People talk about character but I have seen the performance of so called Christian morality and "character," kill the spirit of those who do more play acting than transformational work within themselves.  Killing themselves by adhering to that which is socially appropriate within their circles while being devastated by depression, addiction, temptation; to only name a few.  A veneer of christian like behavior and appearance becomes more akin to Saul's armor and too many David's don't have the wisdom to shun it's ill fitting ways.
I can play act with character not so with the interior working of transformational spirit led allowances that change the very appetites within.  Where and when do we talk about the nuances of such things and the not so subtle differences?  When and where do we make time for the hard conversations about maturity and meat?

When do we embrace the call to by reason of use to practice and use our senses to learn discernment?

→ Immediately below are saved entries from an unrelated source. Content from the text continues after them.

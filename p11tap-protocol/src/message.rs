//! Whole-message parsing.
//!
//! A frame payload starts with a u32 call id, followed by the message's own
//! copy of its format signature (length-prefixed), followed by the encoded
//! values. The embedded signature is redundant: it must equal the static
//! signature the call table declares for that id and direction.

use crate::calls::{self, CallDescriptor, CALL_ERROR};
use crate::cursor::Cursor;
use crate::error::ProtocolError;
use crate::result_code::ResultCode;
use crate::value::{self, DecodeOutput};
use std::fmt;

/// Which side of the conversation a payload came from.
#[derive(Debug, Clone, Copy, PartialEq, Eq)]
pub enum Direction {
    Request,
    Response,
}

impl fmt::Display for Direction {
    fn fmt(&self, f: &mut fmt::Formatter<'_>) -> fmt::Result {
        match self {
            Direction::Request => f.write_str("request"),
            Direction::Response => f.write_str("response"),
        }
    }
}

/// A fully decoded payload, produced per message and dropped once logged.
#[derive(Debug, Clone)]
pub struct DecodedMessage {
    pub call: &'static CallDescriptor,
    pub direction: Direction,
    pub output: DecodeOutput,
    /// Result code carried by an ERROR response; `None` for everything else.
    pub result: Option<ResultCode>,
}

impl DecodedMessage {
    /// Decodes one frame payload.
    ///
    /// This runs on a copy of bytes that were already forwarded, so any
    /// error here is diagnostic-only; the caller decides what (if anything)
    /// it means for the connection.
    pub fn parse(direction: Direction, body: &[u8]) -> Result<Self, ProtocolError> {
        let mut cur = Cursor::new(body);
        let call_id = cur.read_u32()?;
        let call = calls::lookup(call_id)?;

        // An ERROR response carries no value payload; its last four bytes
        // are the result code.
        if direction == Direction::Response && call_id == CALL_ERROR {
            let code = cur.peek_trailing_u32()?;
            return Ok(Self {
                call,
                direction,
                output: DecodeOutput::default(),
                result: Some(ResultCode(code)),
            });
        }

        let wire_format = cur.read_byte_array()?;
        let expected = call.format(direction);
        if wire_format != expected.as_bytes() {
            return Err(ProtocolError::FormatMismatch {
                expected: expected.to_string(),
                actual: String::from_utf8_lossy(wire_format).into_owned(),
            });
        }

        let output = value::decode_values(expected, &mut cur)?;
        Ok(Self {
            call,
            direction,
            output,
            result: None,
        })
    }
}
//! Trace rendering for decoded traffic.
//!
//! Decoded messages are rendered through `tracing` and dropped; nothing is
//! persisted. Call names go to info, values and diagnostic notes to debug.

use p11tap_protocol::{DecodedMessage, Direction};
use std::fmt::Write as _;
use std::net::SocketAddr;

/// Decodes a copy of one relayed payload and renders the result.
///
/// Returns whether the payload decoded. The bytes were forwarded before
/// this runs, so a failure here is logged and otherwise ignored.
pub fn inspect(peer: SocketAddr, direction: Direction, body: &[u8]) -> bool {
    match DecodedMessage::parse(direction, body) {
        Ok(msg) => {
            render(peer, &msg);
            true
        }
        Err(e) => {
            tracing::warn!(
                "[{}] undecodable {} ({} bytes): {}",
                peer,
                direction,
                body.len(),
                e
            );
            false
        }
    }
}

fn render(peer: SocketAddr, msg: &DecodedMessage) {
    match msg.result {
        Some(code) => {
            tracing::info!("[{}] {} {}: {}", peer, msg.direction, msg.call.name, code);
        }
        None => {
            tracing::info!(
                "[{}] {} {} ({} values)",
                peer,
                msg.direction,
                msg.call.name,
                msg.output.values.len()
            );
        }
    }
    for value in &msg.output.values {
        tracing::debug!("[{}]   {}", peer, value);
    }
    for note in &msg.output.notes {
        tracing::debug!("[{}]   note: {}", peer, note);
    }
}

/// Renders bytes as lowercase hex.
pub fn hex(data: &[u8]) -> String {
    let mut out = String::with_capacity(data.len() * 2);
    for b in data {
        let _ = write!(out, "{:02x}", b);
    }
    out
}

#[cfg(test)]
mod tests {
    use super::*;

    fn peer() -> SocketAddr {
        "127.0.0.1:4444".parse().unwrap()
    }

    #[test]
    fn test_hex() {
        assert_eq!(hex(&[0x00, 0xAB, 0xFF]), "00abff");
        assert_eq!(hex(&[]), "");
    }

    #[test]
    fn test_inspect_decodable() {
        // C_Logout request: id 22, empty-payload format "u" with one ulong.
        let mut body = Vec::new();
        body.extend_from_slice(&22u32.to_be_bytes());
        body.extend_from_slice(&1u32.to_be_bytes());
        body.push(b'u');
        body.extend_from_slice(&[0, 0, 0, 0, 0, 0, 0, 9]);
        assert!(inspect(peer(), Direction::Request, &body));
    }

    #[test]
    fn test_inspect_undecodable_is_contained() {
        assert!(!inspect(peer(), Direction::Request, &[0xFF; 6]));
        assert!(!inspect(peer(), Direction::Response, &[]));
    }
}
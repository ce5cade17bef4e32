//! PKCS#11 result-code names.
//!
//! Consulted only when rendering an ERROR response: the relay shows the
//! symbolic `CKR_*` name for the trailing result code, falling back to hex
//! for codes it does not know.

use std::fmt;

/// A PKCS#11 return value (`CK_RV`).
#[derive(Debug, Clone, Copy, PartialEq, Eq)]
pub struct ResultCode(pub u32);

impl ResultCode {
    /// The symbolic name for this code, if it is a standard enumerant.
    pub fn name(&self) -> Option<&'static str> {
        Some(match self.0 {
            0x0000_0000 => "CKR_OK",
            0x0000_0001 => "CKR_CANCEL",
            0x0000_0002 => "CKR_HOST_MEMORY",
            0x0000_0003 => "CKR_SLOT_ID_INVALID",
            0x0000_0005 => "CKR_GENERAL_ERROR",
            0x0000_0006 => "CKR_FUNCTION_FAILED",
            0x0000_0007 => "CKR_ARGUMENTS_BAD",
            0x0000_0008 => "CKR_NO_EVENT",
            0x0000_0009 => "CKR_NEED_TO_CREATE_THREADS",
            0x0000_000A => "CKR_CANT_LOCK",
            0x0000_0010 => "CKR_ATTRIBUTE_READ_ONLY",
            0x0000_0011 => "CKR_ATTRIBUTE_SENSITIVE",
            0x0000_0012 => "CKR_ATTRIBUTE_TYPE_INVALID",
            0x0000_0013 => "CKR_ATTRIBUTE_VALUE_INVALID",
            0x0000_0020 => "CKR_DATA_INVALID",
            0x0000_0021 => "CKR_DATA_LEN_RANGE",
            0x0000_0030 => "CKR_DEVICE_ERROR",
            0x0000_0031 => "CKR_DEVICE_MEMORY",
            0x0000_0032 => "CKR_DEVICE_REMOVED",
            0x0000_0040 => "CKR_ENCRYPTED_DATA_INVALID",
            0x0000_0041 => "CKR_ENCRYPTED_DATA_LEN_RANGE",
            0x0000_0050 => "CKR_FUNCTION_CANCELED",
            0x0000_0051 => "CKR_FUNCTION_NOT_PARALLEL",
            0x0000_0054 => "CKR_FUNCTION_NOT_SUPPORTED",
            0x0000_0060 => "CKR_KEY_HANDLE_INVALID",
            0x0000_0062 => "CKR_KEY_SIZE_RANGE",
            0x0000_0063 => "CKR_KEY_TYPE_INCONSISTENT",
            0x0000_0064 => "CKR_KEY_NOT_NEEDED",
            0x0000_0065 => "CKR_KEY_CHANGED",
            0x0000_0066 => "CKR_KEY_NEEDED",
            0x0000_0067 => "CKR_KEY_INDIGESTIBLE",
            0x0000_0068 => "CKR_KEY_FUNCTION_NOT_PERMITTED",
            0x0000_0069 => "CKR_KEY_NOT_WRAPPABLE",
            0x0000_006A => "CKR_KEY_UNEXTRACTABLE",
            0x0000_0070 => "CKR_MECHANISM_INVALID",
            0x0000_0071 => "CKR_MECHANISM_PARAM_INVALID",
            0x0000_0082 => "CKR_OBJECT_HANDLE_INVALID",
            0x0000_0090 => "CKR_OPERATION_ACTIVE",
            0x0000_0091 => "CKR_OPERATION_NOT_INITIALIZED",
            0x0000_00A0 => "CKR_PIN_INCORRECT",
            0x0000_00A1 => "CKR_PIN_INVALID",
            0x0000_00A2 => "CKR_PIN_LEN_RANGE",
            0x0000_00A3 => "CKR_PIN_EXPIRED",
            0x0000_00A4 => "CKR_PIN_LOCKED",
            0x0000_00B0 => "CKR_SESSION_CLOSED",
            0x0000_00B1 => "CKR_SESSION_COUNT",
            0x0000_00B3 => "CKR_SESSION_HANDLE_INVALID",
            0x0000_00B4 => "CKR_SESSION_PARALLEL_NOT_SUPPORTED",
            0x0000_00B5 => "CKR_SESSION_READ_ONLY",
            0x0000_00B6 => "CKR_SESSION_EXISTS",
            0x0000_00B7 => "CKR_SESSION_READ_ONLY_EXISTS",
            0x0000_00B8 => "CKR_SESSION_READ_WRITE_SO_EXISTS",
            0x0000_00C0 => "CKR_SIGNATURE_INVALID",
            0x0000_00C1 => "CKR_SIGNATURE_LEN_RANGE",
            0x0000_00D0 => "CKR_TEMPLATE_INCOMPLETE",
            0x0000_00D1 => "CKR_TEMPLATE_INCONSISTENT",
            0x0000_00E0 => "CKR_TOKEN_NOT_PRESENT",
            0x0000_00E1 => "CKR_TOKEN_NOT_RECOGNIZED",
            0x0000_00E2 => "CKR_TOKEN_WRITE_PROTECTED",
            0x0000_00F0 => "CKR_UNWRAPPING_KEY_HANDLE_INVALID",
            0x0000_00F1 => "CKR_UNWRAPPING_KEY_SIZE_RANGE",
            0x0000_00F2 => "CKR_UNWRAPPING_KEY_TYPE_INCONSISTENT",
            0x0000_0100 => "CKR_USER_ALREADY_LOGGED_IN",
            0x0000_0101 => "CKR_USER_NOT_LOGGED_IN",
            0x0000_0102 => "CKR_USER_PIN_NOT_INITIALIZED",
            0x0000_0103 => "CKR_USER_TYPE_INVALID",
            0x0000_0104 => "CKR_USER_ANOTHER_ALREADY_LOGGED_IN",
            0x0000_0105 => "CKR_USER_TOO_MANY_TYPES",
            0x0000_0110 => "CKR_WRAPPED_KEY_INVALID",
            0x0000_0112 => "CKR_WRAPPED_KEY_LEN_RANGE",
            0x0000_0113 => "CKR_WRAPPING_KEY_HANDLE_INVALID",
            0x0000_0114 => "CKR_WRAPPING_KEY_SIZE_RANGE",
            0x0000_0115 => "CKR_WRAPPING_KEY_TYPE_INCONSISTENT",
            0x0000_0120 => "CKR_RANDOM_SEED_NOT_SUPPORTED",
            0x0000_0121 => "CKR_RANDOM_NO_RNG",
            0x0000_0130 => "CKR_DOMAIN_PARAMS_INVALID",
            0x0000_0150 => "CKR_BUFFER_TOO_SMALL",
            0x0000_0160 => "CKR_SAVED_STATE_INVALID",
            0x0000_0170 => "CKR_INFORMATION_SENSITIVE",
            0x0000_0180 => "CKR_STATE_UNSAVEABLE",
            0x0000_0190 => "CKR_CRYPTOKI_NOT_INITIALIZED",
            0x0000_0191 => "CKR_CRYPTOKI_ALREADY_INITIALIZED",
            0x0000_01A0 => "CKR_MUTEX_BAD",
            0x0000_01A1 => "CKR_MUTEX_NOT_LOCKED",
            0x0000_0200 => "CKR_FUNCTION_REJECTED",
            0x8000_0000 => "CKR_VENDOR_DEFINED",
            _ => return None,
        })
    }

    pub fn is_ok(&self) -> bool {
        self.0 == 0
    }
}

impl fmt::Display for ResultCode {
    fn fmt(&self, f: &mut fmt::Formatter<'_>) -> fmt::Result {
        match self.name() {
            Some(name) => f.write_str(name),
            None => write!(f, "CKR(0x{:08x})", self.0),
        }
    }
}

#[cfg(test)]
mod tests {
    use super::*;

    #[test]
    fn test_known_codes() {
        assert_eq!(ResultCode(0).name(), Some("CKR_OK"));
        assert!(ResultCode(0).is_ok());
        assert_eq!(ResultCode(0x150).to_string(), "CKR_BUFFER_TOO_SMALL");
        assert_eq!(ResultCode(0xA0).to_string(), "CKR_PIN_INCORRECT");
        assert_eq!(
            ResultCode(0x8000_0000).to_string(),
            "CKR_VENDOR_DEFINED"
        );
    }

    #[test]
    fn test_unknown_code_falls_back_to_hex() {
        let code = ResultCode(0x1234_5678);
        assert_eq!(code.name(), None);
        assert_eq!(code.to_string(), "CKR(0x12345678)");
        assert!(!code.is_ok());
    }
}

When do I do the hard work of showing up time after time after time to love in the dark and hard places outside AND inside church walls?

I have been told more often lately that I am errant and hell bound. Not really a bad thing. Really!!!  It has made me look at the reality or what of a place called Hell might be and what I actually believe.. It has made me look at the parable that has those that have delivered demons, healed the sick and prophesied in the name of Christ only to be told by Him to go away and that they were never known.

That's an interesting thought....

Having served the Lord these people are told they are not known... So are we living lives that have us being known?  Are we? Am I?

Lots of questions
Not as many answers
Living in that place is hard but ok...
I work out my faith more these days with the so called fear and trembling than I ever have...
I want to know Him as He is not as I would make Him into a golden calf of sorts.....

How about you? What questions are being pressed upon your hearts?